We reviewed the management literature on culture, examined published frameworks and stories of digital companies’ cultures, and interviewed dozens of executives to identify a small set of self-consistent values and practices of digital culture. We then conducted a survey of more than 500 digital and traditional companies to validate the culture framework and assess how the various elements of digital culture correlate with different types of self-reported performance. Ultimately, four key values of digital culture stand out: impact, speed, openness, and autonomy. (See “The Four Key Values of Digital Culture.”)
Recognizing the immense scalability of digital solutions, digital leaders typically focus on creating impact, assuming that profit will follow. At their best, these companies revolutionize how people and organizations interact, reinvent industries, and break the power of entrenched gatekeepers. The other three values support that mission. Speed helps companies stay ahead of competitors and keep up with rapidly changing customer desires. Openness encourages employees to challenge the status quo and work with anyone who can help them achieve their goals quickly. Autonomy gives people the freedom to do what’s right for the company and its customers without waiting for formal approval at every turn. Together, these values can foster an engaged, empowered workforce where employees feel a personal responsibility to constantly change the company — and often the world.
How Practices Bring Values to Life
The values of high-performing digital companies frame their essential practices: rapid experimentation, self-organization, data-driven decision-making, and an obsession with customers and results. (See “The Spectrum of Digital and Traditional Practices.”) Our research shows that these practices reinforce one another when they’re all in place, creating a unified culture that is an effective expression of the four key digital values.
Here’s one way to look at this: Autonomy means that workers have the latitude to focus on the tasks that they believe matter most to customers. They can experiment rapidly without fear of failure, increasing the chances for truly novel outcomes. So why don’t successful digital companies turn into unmanageable collections of solo artists reaching for the moon? By valuing openness and striving for big impact, these companies encourage people to seek out relevant data and expertise wherever it resides. To achieve speed and impact, workers self-organize quickly to conduct experiments and achieve their goals, without worrying about a collaborator’s title, function, or organizational affiliation. Moreover, openness, even to counterpoints or critical perspectives, leads to individuals and teams having more information and producing more effective solutions. The emphasis on data and results, meanwhile, drives accountability, encouraging persistent striving for customer-focused, scalable results. This system of interrelated values and digitally enabled practices can be remarkably effective when management gets it right.
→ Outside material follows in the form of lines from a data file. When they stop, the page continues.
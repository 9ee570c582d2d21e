//! Integration tests for the search and open commands

use std::fs;
use std::path::PathBuf;

use assert_cmd::Command as AssertCommand;
use predicates::prelude::*;
use tempfile::TempDir;

// =============================================================================
// Test Helpers
// =============================================================================

/// Isolated config and store file
struct TestEnv {
    _temp_dir: TempDir,
    config_path: PathBuf,
    store_path: PathBuf,
}

impl TestEnv {
    fn with_state(state: &str) -> Self {
        Self::with_state_and_config(state, "")
    }

    fn with_state_and_config(state: &str, extra_config: &str) -> Self {
        let temp_dir = TempDir::new().unwrap();
        let config_path = temp_dir.path().join("config.toml");
        let store_path = temp_dir.path().join("state.json");

        fs::write(&store_path, state).unwrap();
        fs::write(
            &config_path,
            format!("store = {:?}\n{}", store_path.to_str().unwrap(), extra_config),
        )
        .unwrap();

        Self {
            _temp_dir: temp_dir,
            config_path,
            store_path,
        }
    }

    fn cmd(&self) -> AssertCommand {
        let mut cmd = shopease_cmd();
        cmd.args(["--config", self.config_path.to_str().unwrap()]);
        cmd
    }
}

fn shopease_cmd() -> AssertCommand {
    AssertCommand::cargo_bin("shopease").unwrap()
}

const TWO_PRODUCTS: &str = r#"{
    "products": {"items": [
        {"id": 1, "title": "Red Shirt", "price": 120, "image": "/img/red.png"},
        {"id": 2, "title": "Blue Jeans", "price": 300}
    ]},
    "cart": {"items": []}
}"#;

// =============================================================================
// search
// =============================================================================

#[test]
fn test_search_single_match() {
    let env = TestEnv::with_state(TWO_PRODUCTS);

    env.cmd()
        .args(["search", "shirt"])
        .assert()
        .success()
        .stdout(predicate::str::contains("Résultats pour : \"shirt\""))
        .stdout(predicate::str::contains("1 produit(s)"))
        .stdout(predicate::str::contains("Red Shirt\t120 DH\t/img/red.png"))
        .stdout(predicate::str::contains("Blue Jeans").not());
}

#[test]
fn test_search_is_case_insensitive_and_trimmed() {
    let env = TestEnv::with_state(TWO_PRODUCTS);

    env.cmd()
        .args(["search", "  JEANS  "])
        .assert()
        .success()
        .stdout(predicate::str::contains("Résultats pour : \"JEANS\""))
        .stdout(predicate::str::contains("Blue Jeans\t300 DH\tno image"));
}

#[test]
fn test_search_whitespace_query_does_nothing() {
    let env = TestEnv::with_state(TWO_PRODUCTS);

    env.cmd()
        .args(["search", "   "])
        .assert()
        .success()
        .stdout(predicate::str::contains("Nothing to search"))
        .stdout(predicate::str::contains("produit(s)").not());
}

#[test]
fn test_search_json_output() {
    let env = TestEnv::with_state(TWO_PRODUCTS);

    let output = env
        .cmd()
        .args(["search", "shirt", "--json"])
        .output()
        .unwrap();
    assert!(output.status.success());

    let body: serde_json::Value = serde_json::from_slice(&output.stdout).unwrap();
    assert_eq!(body["query"], "shirt");
    assert_eq!(body["count"], 1);
    assert_eq!(body["items"][0]["title"], "Red Shirt");
    assert_eq!(body["items"][0]["id"], 1);
}

#[test]
fn test_search_without_store_file_finds_nothing() {
    let env = TestEnv::with_state("[]");
    fs::remove_file(&env.store_path).unwrap();

    env.cmd()
        .args(["search", "anything"])
        .assert()
        .success()
        .stdout(predicate::str::contains("0 produit(s)"));
}

#[test]
fn test_search_store_flag_overrides_config() {
    let env = TestEnv::with_state("[]");
    let other = env.store_path.with_file_name("other.json");
    fs::write(&other, r#"[{"id": "a1", "name": "Sac à dos", "price": "89.5"}]"#).unwrap();

    env.cmd()
        .args(["--store", other.to_str().unwrap(), "search", "sac"])
        .assert()
        .success()
        .stdout(predicate::str::contains("1 produit(s)"))
        .stdout(predicate::str::contains("Sac à dos\t89.5 DH"));
}

#[test]
fn test_search_extended_fields_and_currency() {
    let state = r#"{"items": [{"id": 3, "title": "Air Max", "brand": "Nike", "price": 900}]}"#;

    let name_only = TestEnv::with_state(state);
    name_only
        .cmd()
        .args(["search", "nike"])
        .assert()
        .success()
        .stdout(predicate::str::contains("0 produit(s)"));

    let extended =
        TestEnv::with_state_and_config(state, "currency = \"EUR\"\n[search]\nfields = \"extended\"\n");
    extended
        .cmd()
        .args(["search", "nike"])
        .assert()
        .success()
        .stdout(predicate::str::contains("Air Max\t900 EUR"));
}

#[test]
fn test_search_malformed_store_fails() {
    let env = TestEnv::with_state("{ not json");

    env.cmd()
        .args(["search", "shirt"])
        .assert()
        .failure()
        .stderr(predicate::str::contains("failed to parse store file"));
}

#[test]
fn test_missing_explicit_config_fails() {
    let temp_dir = TempDir::new().unwrap();
    let missing = temp_dir.path().join("missing.toml");

    shopease_cmd()
        .args(["--config", missing.to_str().unwrap(), "search", "shirt"])
        .assert()
        .failure()
        .stderr(predicate::str::contains("configuration file not found"));
}

// =============================================================================
// open
// =============================================================================

#[test]
fn test_open_encoded_target() {
    let env = TestEnv::with_state(TWO_PRODUCTS);

    env.cmd()
        .args(["open", "/productcherche?q=red%20shirt"])
        .assert()
        .success()
        .stdout(predicate::str::contains("Résultats pour : \"red shirt\""))
        .stdout(predicate::str::contains("1 produit(s)"));
}

#[test]
fn test_open_without_parameter_is_empty_search() {
    let env = TestEnv::with_state(TWO_PRODUCTS);

    env.cmd()
        .args(["open", "/productcherche"])
        .assert()
        .success()
        .stdout(predicate::str::contains("Résultats pour : \"\""))
        .stdout(predicate::str::contains("0 produit(s)"));
}

#[test]
fn test_open_malformed_parameter_is_empty_search() {
    let env = TestEnv::with_state(TWO_PRODUCTS);

    env.cmd()
        .args(["open", "/productcherche?q=%E0%A4%A"])
        .assert()
        .success()
        .stdout(predicate::str::contains("0 produit(s)"));
}

#[test]
fn test_open_other_routes() {
    let env = TestEnv::with_state(TWO_PRODUCTS);

    env.cmd()
        .args(["open", "/cart-items"])
        .assert()
        .success()
        .stdout(predicate::str::contains("CART"));

    env.cmd()
        .args(["open", "/nowhere"])
        .assert()
        .success()
        .stdout(predicate::str::contains("NOT FOUND: /nowhere"));
}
Traditional companies tend to share their digital counterparts’ focus on customers and results. They differ culturally in how they aim to minimize problems through strict rules, drive integrity into all daily behaviors, and work to create stability for stakeholders. While some digital natives might deride this combination as stodgy and bureaucratic, not all traditional practices need to be eliminated in the quest for digital culture. In fact, it becomes clearer every day that stability and integrity are qualities to be prized.
Amazon, for example, was seen historically as cultivating a high-pressure and argumentative work environment, believing that only the fittest should survive for the long run. But that approach, which led to poor press and high turnover among certain groups, is starting to change: By experimenting with more schedule flexibility and explicit support for more gender balance, the company is now beginning to set a less cutthroat, more inclusive tone.5 Google, too, realized that more stability for employees can benefit the company’s stability; after internal analytics showed that new mothers were leaving at higher rates than other employees, it boosted family leave policies, reduced on-call demands, and achieved a 50% reduction in attrition among these employees.6 After HubSpot developed a reputation as a difficult place to work, with long hours and insensitive “graduation” announcements for terminated employees,7 the founders made changes to build more empathy into the company’s culture.8
As for integrity, a series of headlines over the past few years has made clear that some digital-native companies need to become more principled. Facebook has been widely criticized for its perceived indifference about user data privacy and informed consent. At Uber, weak policy enforcement on harassment led to a public scandal and, ultimately, the departure of the CEO.9 Autonomy, experimentation, and self-organization can drive marvelous innovation but, in the absence of sound guidance, can also lead to abuse.
Cultivating a Digital-Ready Culture
The challenge, then, is to develop the elements of digital culture to promote innovation without sacrificing integrity and stability. It’s a worthy goal. In fact, our research on more than 500 digital and traditional companies shows that striving for integrity and stability in a company’s culture does not hurt self-reported measures of innovation, profitability, and customer satisfaction. That’s good news for traditional companies, maturing digital companies, and millennial workers who now care as much about growing families and communities as they do about growing businesses. Instead of ditching all past practices, traditional companies should try to create a digital culture that embraces the best of their legacy. We highlight three principles for making this happen. (See also “Principles for Creating the Culture You Need.”)
Build the practices that set digital companies apart. The greatest advantage of digital companies is the speed with which they create and test innovations. Traditional businesses must try to cultivate habits of rapid experimentation and self-organization within a framework of data-driven decision-making. These practices may feel alien to companies whose structures, values, and governance rules were designed for cautious stability. Yet our analysis shows that rapid experimentation and self-organizing strongly drive measures of self-reported performance, including growth and innovation. Moreover, organizations can’t experiment effectively without the data to measure change.
Preserve practices that promote integrity and stability. Your customers, employees, regulators, and shareholders deeply appreciate these qualities and the practices that support them. As we noted above, companies managing for integrity and stability report performance that is neither better nor worse than that of companies that do not. Yet the negative outcomes of omitting these practices have become apparent in many digital-native companies. That’s why many successful digital businesses have begun to improve their integrity and stability practices as they mature.
Reorient important practices that are still optimized for the pre-digital world. The speed and interconnectedness of the digital world demands a new orientation to customers, results, and rules. Asking customers about their needs must be supplemented by anticipating customer desires and proactively experimenting to delight the customer. Infrequent and opaque performance evaluations must be replaced or supplemented by ongoing attention to transparent goals and performance metrics. Wherever possible, strict rules and controls must give way to broader guidelines and transparent monitoring. Employees who use rules to prevent change must be counseled to be more flexible. For example, Google requires employees to follow strong technical and data standards but encourages innovation that builds on those guidelines. Objectives and key results at the company, team, and individual levels are visible widely. This transparency encourages higher performance and improves collaboration.